● **Work item**
Please copy, exactly as they appear below, the lines from the one containing "let report = InteractiveReport" through the one containing "for (i, sample)".

● **Input**
//! Panel file reading and line preprocessing.

use serde::{Deserialize, Serialize};
use std::path::{Path, PathBuf};

use super::PanelError;

/// How the bytes of a panel file are decoded.
#[derive(Debug, Clone, Copy, Default, PartialEq, Eq, Serialize, Deserialize)]
#[serde(rename_all = "snake_case")]
pub enum TextEncoding {
    /// UTF-8 when valid, Latin-1 otherwise
    #[default]
    Auto,
    /// Strict UTF-8 (invalid sequences are replaced)
    Utf8,
    /// ISO-8859-1, one byte per character
    Latin1,
}

impl TextEncoding {
    /// Decode raw file bytes into text.
    pub fn decode(self, bytes: &[u8]) -> String {
        let bytes = bytes.strip_prefix(&[0xEF, 0xBB, 0xBF]).unwrap_or(bytes);
        match self {
            TextEncoding::Auto => match std::str::from_utf8(bytes) {
                Ok(s) => s.to_string(),
                Err(_) => bytes.iter().map(|&b| b as char).collect(),
            },
            TextEncoding::Utf8 => String::from_utf8_lossy(bytes).into_owned(),
            TextEncoding::Latin1 => bytes.iter().map(|&b| b as char).collect(),
        }
    }
}

/// A preprocessed panel file: comment-free, trimmed lines plus where it came from.
#[derive(Debug, Clone)]
pub struct PanelSource {
    /// Path of the panel file (used in diagnostics and for format detection)
    pub path: PathBuf,
    /// Folder that image references are resolved against
    pub train_dir: PathBuf,
    /// Preprocessed lines; index + 1 is the line number in the file
    pub lines: Vec<String>,
}

impl PanelSource {
    /// Read and preprocess a panel file.
    pub fn from_file<P: AsRef<Path>>(path: P, encoding: TextEncoding) -> Result<Self, PanelError> {
        let path = path.as_ref();
        let bytes = std::fs::read(path).map_err(|e| {
            if e.kind() == std::io::ErrorKind::NotFound {
                PanelError::NotFound(path.display().to_string())
            } else {
                PanelError::IoError {
                    path: path.display().to_string(),
                    message: e.to_string(),
                }
            }
        })?;
        let content = encoding.decode(&bytes);
        let train_dir = path
            .parent()
            .map(Path::to_path_buf)
            .unwrap_or_default();
        Ok(Self::from_str(path, train_dir, &content))
    }

    /// Build a source from text already in memory.
    pub fn from_str(path: impl Into<PathBuf>, train_dir: impl Into<PathBuf>, content: &str) -> Self {
        Self {
            path: path.into(),
            train_dir: train_dir.into(),
            lines: content.lines().map(preprocess_line).collect(),
        }
    }

    /// File name shown in diagnostics.
    pub fn file_name(&self) -> String {
        self.path
            .file_name()
            .map(|n| n.to_string_lossy().into_owned())
            .unwrap_or_else(|| self.path.display().to_string())
    }
}

/// Trim a raw line and drop everything from the first `;`.
pub fn preprocess_line(line: &str) -> String {
    let line = line.trim();
    match line.find(';') {
        Some(j) => line[..j].trim_end().to_string(),
        None => line.to_string(),
    }
}

#[cfg(test)]
mod tests {
    use super::*;

    #[test]
    fn test_preprocess_line() {
        assert_eq!(preprocess_line("  Resolution = 1024 ; wide panel"), "Resolution = 1024");
        assert_eq!(preprocess_line("; whole line comment"), "");
        assert_eq!(preprocess_line("\t[Needle]  "), "[Needle]");
    }

    #[test]
    fn test_decode_latin1_fallback() {
        let bytes = b"Subject = kmph \xB0";
        let text = TextEncoding::Auto.decode(bytes);
        assert!(text.ends_with('\u{B0}'));
    }

    #[test]
    fn test_decode_strips_bom() {
        let bytes = b"\xEF\xBB\xBF[This]";
        assert_eq!(TextEncoding::Auto.decode(bytes), "[This]");
    }

    #[test]
    fn test_from_str_keeps_line_numbers() {
        let src = PanelSource::from_str("panel2.cfg", "", "[This]\n; comment\nResolution = 800");
        assert_eq!(src.lines.len(), 3);
        assert_eq!(src.lines[1], "");
        assert_eq!(src.file_name(), "panel2.cfg");
    }
}
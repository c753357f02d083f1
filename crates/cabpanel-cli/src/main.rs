//! `cabpanel`: compile a train's cab panel and print the result as JSON.

use anyhow::{bail, Context, Result};
use clap::{Parser, Subcommand, ValueEnum};
use serde::Serialize;
use std::path::{Path, PathBuf};
use tracing_subscriber::EnvFilter;

use cabpanel_core::host::RegisteredTexture;
use cabpanel_core::prelude::*;

#[derive(Parser)]
#[command(name = "cabpanel")]
#[command(about = "Compile train cab panel files", version = cabpanel_core::VERSION)]
struct Cli {
    #[command(subcommand)]
    command: Commands,
}

#[derive(Subcommand)]
enum Commands {
    /// Compile a panel file, or the panel of a train folder
    Compile {
        /// Panel file or train folder
        path: PathBuf,

        /// Compile options as JSON
        #[arg(short, long)]
        options: Option<PathBuf>,

        /// Override the format picked from the file name
        #[arg(long)]
        format: Option<FormatArg>,

        /// Car that receives the elements
        #[arg(long)]
        car: Option<usize>,

        /// Exit with an error status when any error is reported
        #[arg(long)]
        strict: bool,

        /// Print only the summary line
        #[arg(long)]
        summary: bool,
    },

    /// Show which panel file a train folder uses
    Locate {
        /// Train folder
        dir: PathBuf,
    },

    /// Print the default compile options
    DefaultOptions,
}

#[derive(Clone, Copy, ValueEnum)]
enum FormatArg {
    Calibrated,
    Legacy,
}

impl From<FormatArg> for PanelFormat {
    fn from(format: FormatArg) -> Self {
        match format {
            FormatArg::Calibrated => PanelFormat::Calibrated,
            FormatArg::Legacy => PanelFormat::Legacy,
        }
    }
}

#[derive(Serialize)]
struct Report<'a> {
    panel: &'a Path,
    format: PanelFormat,
    outcome: &'a PanelOutcome,
    elements: &'a [PanelElement],
    textures: &'a [RegisteredTexture],
    diagnostics: &'a [Diagnostic],
}

fn resolve_panel(path: &Path) -> Result<(PathBuf, PanelFormat)> {
    if path.is_dir() {
        return Ok(locate_panel(path)?);
    }
    let format = PanelFormat::from_path(path).unwrap_or_else(|e| {
        tracing::warn!("{}, compiling as calibrated", e);
        PanelFormat::Calibrated
    });
    Ok((path.to_path_buf(), format))
}

fn compile(
    path: &Path,
    options: Option<&Path>,
    format: Option<FormatArg>,
    car: Option<usize>,
    strict: bool,
    summary: bool,
) -> Result<()> {
    let mut options = match options {
        Some(p) => CompileOptions::load(p).with_context(|| format!("loading options {}", p.display()))?,
        None => CompileOptions::default(),
    };
    if let Some(car) = car {
        options.car = car;
    }

    let (panel, detected) = resolve_panel(path)?;
    let format = format.map(PanelFormat::from).unwrap_or(detected);
    let source = PanelSource::from_file(&panel, options.encoding)?;

    let mut textures = ImageHeaderTextures::default();
    let files = DiskFiles::new(&options.compatibility_folder);
    let mut sections = CarSections::new(options.train.cars.max(options.car + 1));
    let mut log = DiagnosticLog::default();
    let mut signal = CancelFlag::default();

    let outcome = {
        let mut ctx = LoadContext {
            textures: &mut textures,
            files: &files,
            sink: &mut sections,
            diagnostics: &mut log,
            signal: &mut signal,
        };
        compile_panel_as(format, &source, &options, &mut ctx)
    };

    let errors = log.errors().count();
    if summary {
        println!(
            "{}: {} elements, {} textures, {} errors, {} diagnostics",
            panel.display(),
            outcome.elements_added,
            textures.textures().len(),
            errors,
            log.entries.len()
        );
    } else {
        let report = Report {
            panel: &panel,
            format,
            outcome: &outcome,
            elements: sections.elements(options.car),
            textures: textures.textures(),
            diagnostics: &log.entries,
        };
        println!("{}", serde_json::to_string_pretty(&report)?);
    }

    if strict && errors > 0 {
        bail!("{} reported {} errors", panel.display(), errors);
    }
    Ok(())
}

fn main() -> Result<()> {
    tracing_subscriber::fmt()
        .with_env_filter(EnvFilter::try_from_default_env().unwrap_or_else(|_| EnvFilter::new("warn")))
        .with_writer(std::io::stderr)
        .init();

    let cli = Cli::parse();
    match cli.command {
        Commands::Compile {
            path,
            options,
            format,
            car,
            strict,
            summary,
        } => compile(&path, options.as_deref(), format, car, strict, summary),
        Commands::Locate { dir } => {
            let (path, format) = locate_panel(&dir)?;
            println!("{} ({:?})", path.display(), format);
            Ok(())
        }
        Commands::DefaultOptions => {
            println!("{}", serde_json::to_string_pretty(&CompileOptions::default())?);
            Ok(())
        }
    }
}
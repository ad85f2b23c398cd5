// Car Acceleration Benchmark - Free and Open Source Software Statement
//
// This project, accel-bench, is Free and Open Source Software (FOSS) licensed
// under the MIT License. You are free to use, modify, and distribute this
// software in accordance with the license terms. Contributions are welcome
// via pull requests to the project repository.
//
// File: src/utils/logging.rs
// Version: 1.0.0
// Developer: accel-bench contributors
//
// This file bootstraps log4rs for the binary. Diagnostics go to stderr so the
// report on stdout stays readable (and the JSON summary stays parseable).
//
// Tree Location:
// - src/utils/logging.rs (logger setup)
// - Depends on: log, log4rs, thiserror

use log::{LevelFilter, SetLoggerError};
use log4rs::append::console::{ConsoleAppender, Target};
use log4rs::config::{Appender, Config, Root};
use log4rs::encode::pattern::PatternEncoder;
use thiserror::Error;

const LOG_PATTERN: &str = "{d(%H:%M:%S%.3f)} {h({l:<5})} {t} - {m}{n}";

#[derive(Debug, Error)]
pub enum LoggingError {
    #[error("Invalid logger configuration: {0}")]
    Config(String),

    #[error("Logger already installed")]
    AlreadyInstalled(#[from] SetLoggerError),
}

/// Build the stderr console configuration at `level`
pub fn build_config(level: LevelFilter) -> Result<Config, LoggingError> {
    let stderr = ConsoleAppender::builder()
        .target(Target::Stderr)
        .encoder(Box::new(PatternEncoder::new(LOG_PATTERN)))
        .build();

    Config::builder()
        .appender(Appender::builder().build("stderr", Box::new(stderr)))
        .build(Root::builder().appender("stderr").build(level))
        .map_err(|e| LoggingError::Config(e.to_string()))
}

/// Install the global logger
pub fn init_logging(level: LevelFilter) -> Result<(), LoggingError> {
    let config = build_config(level)?;
    log4rs::init_config(config)?;
    Ok(())
}

// Changelog:
// - v1.0.0 (2026-10-19): Initial logger bootstrap.
//   - log4rs console appender on stderr with a pattern encoder.
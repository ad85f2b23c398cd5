// Car Acceleration Benchmark - Free and Open Source Software Statement
//
// This project, accel-bench, is Free and Open Source Software (FOSS) licensed
// under the MIT License. You are free to use, modify, and distribute this
// software in accordance with the license terms. Contributions are welcome
// via pull requests to the project repository.
//
// File: tests/kernel_test.rs
// Version: 1.0.0
// Developer: accel-bench contributors
//
// This file contains tests for the acceleration kernels. It checks the
// literal cases, equivalence of the reference and unrolled variants, and the
// documented behaviour for zero and negative durations.
//
// Tree Location:
// - tests/kernel_test.rs (kernel tests)
// - Depends on: accel-bench, rand

#[cfg(test)]
mod tests {
    use accel_bench::benchmark::jobs::{WorkloadGenerator, correctness_cases};
    use accel_bench::core::kernel::{AccelKernel, KMH_TO_MS, ReferenceKernel, reference_accel};
    use accel_bench::core::types::Sample;
    use accel_bench::core::unrolled::UnrolledKernel;
    use rand::{SeedableRng, rngs::StdRng};

    fn both(sample: &Sample) -> (i32, i32) {
        (ReferenceKernel.compute(sample), UnrolledKernel.compute(sample))
    }

    #[test]
    fn test_literal_cases() {
        let expected = [
            (Sample::new(0.0, 62.5, 10.1), 2),
            (Sample::new(60.0, 122.3, 5.5), 3),
            (Sample::new(30.0, 160.7, 7.8), 5),
        ];
        for (sample, result) in expected {
            assert_eq!(both(&sample), (result, result), "Wrong result for {:?}", sample);
        }
    }

    #[test]
    fn test_correctness_fixtures_agree_with_kernels() {
        for case in correctness_cases() {
            assert_eq!(reference_accel(&case.sample), case.expected);
            assert_eq!(UnrolledKernel.compute(&case.sample), case.expected);
        }
    }

    #[test]
    fn test_conversion_constant() {
        assert_eq!(KMH_TO_MS, 0.2777777778);
        // 36 km/h over one second is 10 m/s^2 after rounding
        assert_eq!(reference_accel(&Sample::new(0.0, 36.0, 1.0)), 10);
    }

    #[test]
    fn test_variants_equivalent_on_random_batches() {
        let mut generator = WorkloadGenerator::new(StdRng::seed_from_u64(7));
        let samples = generator.generate(10_003).unwrap();

        let mut reference = vec![0; samples.len()];
        let mut unrolled = vec![0; samples.len()];
        ReferenceKernel.compute_batch(&samples, &mut reference);
        UnrolledKernel.compute_batch(&samples, &mut unrolled);

        assert_eq!(reference, unrolled, "Batch results should be identical");
        for (sample, &r) in samples.iter().zip(&reference) {
            assert_eq!(UnrolledKernel.compute(sample), r);
        }
    }

    #[test]
    fn test_variants_equivalent_on_wide_inputs() {
        let values = [-250.0, -1.0, -0.0, 0.0, 0.3, 1.0, 9.9, 123.456, 1e6];
        let durations = [-7.5, -1.0, 0.001, 0.5, 1.0, 3.3, 14.99, 1e9];
        for &vi in &values {
            for &vf in &values {
                for &t in &durations {
                    let (a, b) = both(&Sample::new(vi, vf, t));
                    assert_eq!(a, b, "Variants disagree for vi={} vf={} t={}", vi, vf, t);
                }
            }
        }
    }

    #[test]
    fn test_kernel_is_idempotent() {
        let sample = Sample::new(12.0, 180.0, 4.2);
        let first = ReferenceKernel.compute(&sample);
        assert_eq!(ReferenceKernel.compute(&sample), first);
        assert_eq!(UnrolledKernel.compute(&sample), UnrolledKernel.compute(&sample));
    }

    #[test]
    fn test_zero_duration_saturates_identically() {
        // +inf saturates to i32::MAX, -inf to i32::MIN, NaN (0/0) to 0
        assert_eq!(both(&Sample::new(0.0, 50.0, 0.0)), (i32::MAX, i32::MAX));
        assert_eq!(both(&Sample::new(50.0, 0.0, 0.0)), (i32::MIN, i32::MIN));
        assert_eq!(both(&Sample::new(40.0, 40.0, 0.0)), (0, 0));
        assert_eq!(both(&Sample::new(0.0, 50.0, -0.0)), (i32::MIN, i32::MIN));
    }

    #[test]
    fn test_negative_duration_flips_sign() {
        let forward = both(&Sample::new(0.0, 62.5, 10.1));
        let backward = both(&Sample::new(0.0, 62.5, -10.1));
        assert_eq!(backward, (-forward.0, -forward.1));
    }

    #[test]
    fn test_batch_output_shorter_than_input() {
        let samples = vec![Sample::new(0.0, 36.0, 1.0); 6];
        let mut reference = vec![-1; 5];
        let mut unrolled = vec![-1; 5];
        ReferenceKernel.compute_batch(&samples, &mut reference);
        UnrolledKernel.compute_batch(&samples, &mut unrolled);
        assert_eq!(reference, vec![10; 5]);
        assert_eq!(unrolled, reference);
    }

    #[test]
    fn test_kernel_names() {
        assert_eq!(ReferenceKernel.name(), "Reference");
        assert_eq!(UnrolledKernel.name(), "Unrolled");
    }
}

// Changelog:
// - v1.0.0 (2026-10-19): Initial kernel tests.
//   - Literal cases, cross-variant equivalence, idempotence, zero/negative durations.
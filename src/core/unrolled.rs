// Car Acceleration Benchmark - Free and Open Source Software Statement
//
// This project, accel-bench, is Free and Open Source Software (FOSS) licensed
// under the MIT License. You are free to use, modify, and distribute this
// software in accordance with the license terms. Contributions are welcome
// via pull requests to the project repository.
//
// File: src/core/unrolled.rs
// Version: 1.0.0
// Developer: accel-bench contributors
//
// This file implements variant B of the acceleration kernel. It processes
// samples four at a time in independent lanes and rounds with its own
// trunc/fraction routine instead of f64::round. Results must stay
// bit-identical to the reference variant, so the arithmetic order
// (difference, scale, divide) is the same.
//
// Tree Location:
// - src/core/unrolled.rs (unrolled batch kernel)
// - Depends on: core/kernel, core/types

use crate::core::kernel::{AccelKernel, KMH_TO_MS};
use crate::core::types::Sample;

const LANES: usize = 4;

/// Variant B: four-lane unrolled batch evaluation
#[derive(Debug, Clone, Copy, Default)]
pub struct UnrolledKernel;

impl UnrolledKernel {
    pub fn new() -> Self {
        Self
    }
}

/// Round to nearest, ties away from zero.
///
/// `x - x.trunc()` is exact for every finite f64, so the comparison against
/// 0.5 never sees a rounded fraction. Infinities give a NaN fraction and fall
/// through unchanged, NaN stays NaN.
#[inline]
fn round_half_away(x: f64) -> f64 {
    let whole = x.trunc();
    let frac = x - whole;
    if frac >= 0.5 {
        whole + 1.0
    } else if frac <= -0.5 {
        whole - 1.0
    } else {
        whole
    }
}

#[inline]
fn lane(vi: f64, vf: f64, t: f64) -> i32 {
    round_half_away(((vf - vi) * KMH_TO_MS) / t) as i32
}

impl AccelKernel for UnrolledKernel {
    fn name(&self) -> &'static str {
        "Unrolled"
    }

    #[inline]
    fn compute(&self, sample: &Sample) -> i32 {
        lane(sample.initial_speed, sample.final_speed, sample.duration)
    }

    fn compute_batch(&self, samples: &[Sample], output: &mut [i32]) {
        let len = samples.len().min(output.len());
        let (samples, output) = (&samples[..len], &mut output[..len]);

        let mut sample_chunks = samples.chunks_exact(LANES);
        let mut output_chunks = output.chunks_exact_mut(LANES);

        for (chunk, out) in (&mut sample_chunks).zip(&mut output_chunks) {
            let mut diff = [0.0f64; LANES];
            for i in 0..LANES {
                diff[i] = (chunk[i].final_speed - chunk[i].initial_speed) * KMH_TO_MS;
            }
            for i in 0..LANES {
                out[i] = round_half_away(diff[i] / chunk[i].duration) as i32;
            }
        }

        for (sample, slot) in sample_chunks
            .remainder()
            .iter()
            .zip(output_chunks.into_remainder().iter_mut())
        {
            *slot = lane(sample.initial_speed, sample.final_speed, sample.duration);
        }
    }
}

#[cfg(test)]
mod tests {
    use super::*;

    #[test]
    fn test_round_half_away_ties() {
        assert_eq!(round_half_away(2.5), 3.0);
        assert_eq!(round_half_away(-2.5), -3.0);
        assert_eq!(round_half_away(0.5), 1.0);
        assert_eq!(round_half_away(-0.5), -1.0);
        assert_eq!(round_half_away(2.4999999999999996), 2.0);
        assert_eq!(round_half_away(0.49999999999999994), 0.0);
    }

    #[test]
    fn test_round_half_away_matches_std_round() {
        let values = [
            0.0, -0.0, 1.0, 1.5, -1.5, 3.7, -3.7, 1e15 + 0.5, 4503599627370497.0,
            -4503599627370497.0, f64::MAX, f64::MIN, f64::EPSILON,
        ];
        for v in values {
            assert_eq!(round_half_away(v), v.round(), "mismatch for {}", v);
        }
    }

    #[test]
    fn test_round_half_away_non_finite() {
        assert_eq!(round_half_away(f64::INFINITY), f64::INFINITY);
        assert_eq!(round_half_away(f64::NEG_INFINITY), f64::NEG_INFINITY);
        assert!(round_half_away(f64::NAN).is_nan());
    }

    #[test]
    fn test_batch_remainder_lanes() {
        let samples: Vec<Sample> = (0..7)
            .map(|i| Sample::new(0.0, 36.0 * (i as f64 + 1.0), 1.0))
            .collect();
        let mut output = vec![0; 7];
        UnrolledKernel.compute_batch(&samples, &mut output);
        assert_eq!(output, vec![10, 20, 30, 40, 50, 60, 70]);
    }
}

// Changelog:
// - v1.0.0 (2026-10-19): Initial unrolled kernel.
//   - Four-lane batch loop with scalar tail.
//   - Own round-half-away-from-zero routine, checked against f64::round.
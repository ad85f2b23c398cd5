// Car Acceleration Benchmark - Free and Open Source Software Statement
//
// This project, accel-bench, is Free and Open Source Software (FOSS) licensed
// under the MIT License. You are free to use, modify, and distribute this
// software in accordance with the license terms. Contributions are welcome
// via pull requests to the project repository.
//
// File: src/core/mod.rs
// Version: 1.0.0
// Developer: accel-bench contributors
//
// This file is the module declaration for the core functionality of
// accel-bench, located in the core subdirectory. It declares submodules and
// re-exports key types for use throughout the project.

pub mod error;
pub mod kernel;
pub mod types;
pub mod unrolled;

// Re-export the most commonly used items
pub use error::HarnessError;
pub use kernel::{AccelKernel, KMH_TO_MS, ReferenceKernel, reference_accel};
pub use types::{Args, Batch, Sample};
pub use unrolled::UnrolledKernel;

// Changelog:
// - v1.0.0 (2026-10-19): Initial core module.
//   - Declares kernel, unrolled, types and error submodules.
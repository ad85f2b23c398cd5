// Car Acceleration Benchmark - Free and Open Source Software Statement
//
// This project, accel-bench, is Free and Open Source Software (FOSS) licensed
// under the MIT License. You are free to use, modify, and distribute this
// software in accordance with the license terms. Contributions are welcome
// via pull requests to the project repository.
//
// File: src/harness/interactive.rs
// Version: 1.0.1
// Developer: accel-bench contributors
//
// This file implements the optional interactive phase. The user types a
// record count and then one `Vi,Vf,T` line per record; both kernel variants
// run over the typed samples and every record is marked match/mismatch.
//
// A malformed record line is reported and only that record is asked for
// again. A malformed count, a failed allocation or a closed input stream
// aborts the phase.
//
// Tree Location:
// - src/harness/interactive.rs (interactive phase)
// - Depends on: core, utils/format

use crate::core::error::HarnessError;
use crate::core::types::{Batch, Sample};
use crate::harness::KernelPair;
use crate::utils::format::FormatUtils;
use log::{debug, info};
use std::io::{BufRead, Write};

const LOG_TARGET: &str = "accel_bench::interactive";

/// Typed samples with both variants' results
#[derive(Debug, Clone)]
pub struct InteractiveReport {
    pub samples: Vec<Sample>,
    pub first: Vec<i32>,
    pub second: Vec<i32>,
}

impl InteractiveReport {
    pub fn mismatches(&self) -> usize {
        self.first
            .iter()
            .zip(&self.second)
            .filter(|(a, b)| a != b)
            .count()
    }
}

/// Read one line, treating end of input as a closed stream.
///
/// Bytes that are not valid UTF-8 become U+FFFD, so a garbled line fails
/// parsing like any other malformed record instead of ending the phase.
fn read_line<R: BufRead>(input: &mut R) -> Result<String, HarnessError> {
    let mut raw = Vec::new();
    if input.read_until(b'\n', &mut raw)? == 0 {
        return Err(HarnessError::InputClosed);
    }
    Ok(String::from_utf8_lossy(&raw).into_owned())
}

/// Read lines until one is not blank
fn read_non_blank_line<R: BufRead>(input: &mut R) -> Result<String, HarnessError> {
    loop {
        let line = read_line(input)?;
        if !line.trim().is_empty() {
            return Ok(line);
        }
    }
}

/// Ask the y/n question gating the interactive phase.
///
/// Only the first non-blank character counts; end of input means "no".
pub fn ask_yes_no<R: BufRead, W: Write>(input: &mut R, out: &mut W) -> Result<bool, HarnessError> {
    write!(out, "\n\nWould you like to test with custom input? (y/n): ")?;
    out.flush()?;
    let answer = match read_line(input) {
        Ok(line) => line,
        Err(HarnessError::InputClosed) => return Ok(false),
        Err(e) => return Err(e),
    };
    Ok(matches!(answer.trim_start().chars().next(), Some('y' | 'Y')))
}

/// Parse `Vi,Vf,T`; commas and whitespace both separate values.
///
/// Tokens after the third value are ignored.
pub fn parse_sample_line(line: &str) -> Option<Sample> {
    let mut values = line
        .split(|c: char| c == ',' || c.is_whitespace())
        .filter(|token| !token.is_empty())
        .map(str::parse::<f64>);
    let initial_speed = values.next()?.ok()?;
    let final_speed = values.next()?.ok()?;
    let duration = values.next()?.ok()?;
    Some(Sample::new(initial_speed, final_speed, duration))
}

/// Parse a strictly positive record count from the leading integer of `line`.
///
/// Text after the digits is ignored, so "3 cars" reads as 3.
pub fn parse_count(line: &str) -> Result<usize, HarnessError> {
    let trimmed = line.trim();
    let unsigned = trimmed.strip_prefix('+').unwrap_or(trimmed);
    let digits_end = unsigned
        .find(|c: char| !c.is_ascii_digit())
        .unwrap_or(unsigned.len());
    match unsigned[..digits_end].parse::<usize>() {
        Ok(count) if count > 0 => Ok(count),
        _ => Err(HarnessError::InvalidCount(trimmed.to_string())),
    }
}

/// Prompt for `count` records, asking again for any malformed line
pub fn read_samples<R: BufRead, W: Write>(
    input: &mut R,
    out: &mut W,
    count: usize,
) -> Result<Vec<Sample>, HarnessError> {
    let mut samples = Vec::new();
    samples
        .try_reserve_exact(count)
        .map_err(|_| HarnessError::allocation(count))?;

    writeln!(out, "\nEnter data for each car (Vi, Vf, T):")?;
    writeln!(out, "Format: Vi,Vf,T (separated by commas)")?;
    writeln!(out, "Example: 0.0,62.5,10.1\n")?;

    while samples.len() < count {
        write!(out, "Car {}: ", samples.len() + 1)?;
        out.flush()?;
        let line = read_line(input)?;
        match parse_sample_line(&line) {
            Some(sample) => samples.push(sample),
            None => {
                debug!(target: LOG_TARGET, "Rejected record line {:?}", line.trim_end());
                writeln!(out, "Invalid format! Please use: Vi,Vf,T")?;
            }
        }
    }
    Ok(samples)
}

/// Run the interactive phase end to end
pub fn run_interactive<R: BufRead, W: Write>(
    kernels: &KernelPair,
    input: &mut R,
    out: &mut W,
) -> Result<InteractiveReport, HarnessError> {
    writeln!(out)?;
    writeln!(out, "{}", FormatUtils::banner("USER INPUT TEST"))?;
    write!(out, "Enter number of cars: ")?;
    out.flush()?;

    let count = parse_count(&read_non_blank_line(input)?)?;
    info!(target: LOG_TARGET, "📝 Reading {} records from input", count);

    let samples = read_samples(input, out, count)?;
    let mut first = Batch::new(samples)?;
    let mut second = first.try_clone_samples()?;
    first.evaluate(kernels.first.as_ref());
    second.evaluate(kernels.second.as_ref());

    let report = InteractiveReport {
        samples: first.samples().to_vec(),
        first: first.results().to_vec(),
        second: second.results().to_vec(),
    };
    write_interactive_report(out, kernels, &report)?;
    Ok(report)
}

pub fn write_interactive_report<W: Write>(
    out: &mut W,
    kernels: &KernelPair,
    report: &InteractiveReport,
) -> Result<(), HarnessError> {
    let (a, b) = (kernels.first.name(), kernels.second.name());
    writeln!(out, "\n--- Results ---")?;
    writeln!(out, "------------------------------------------------")?;
    for (i, sample) in report.samples.iter().enumerate() {
        let (ra, rb) = (report.first[i], report.second[i]);
        writeln!(
            out,
            "Car {}: Vi={:.1}, Vf={:.1}, T={:.1}",
            i + 1,
            sample.initial_speed,
            sample.final_speed,
            sample.duration
        )?;
        writeln!(
            out,
            "  {}: {} m/s^2 | {}: {} m/s^2 [{} {}]",
            a,
            ra,
            b,
            rb,
            FormatUtils::mark(ra == rb),
            if ra == rb { "Match" } else { "Mismatch" }
        )?;
    }
    writeln!(out, "------------------------------------------------")?;
    Ok(())
}

// Changelog:
// - v1.0.1 (2026-10-20): Input leniency fixes.
//   - Lines with invalid UTF-8 are re-prompted instead of aborting the phase.
//   - Count prompt skips blank lines and reads the leading integer only.
// - v1.0.0 (2026-10-19): Initial interactive phase.
//   - y/n gate, count prompt, per-record re-prompt on malformed lines.
//   - Comma or whitespace separated values, extra tokens ignored.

● **Expected output**
    let report = InteractiveReport {
        samples: first.samples().to_vec(),
        first: first.results().to_vec(),
        second: second.results().to_vec(),
    };
    write_interactive_report(out, kernels, &report)?;
    Ok(report)
}

pub fn write_interactive_report<W: Write>(
    out: &mut W,
    kernels: &KernelPair,
    report: &InteractiveReport,
) -> Result<(), HarnessError> {
    let (a, b) = (kernels.first.name(), kernels.second.name());
    writeln!(out, "\n--- Results ---")?;
    writeln!(out, "------------------------------------------------")?;
    for (i, sample) in report.samples.iter().enumerate() {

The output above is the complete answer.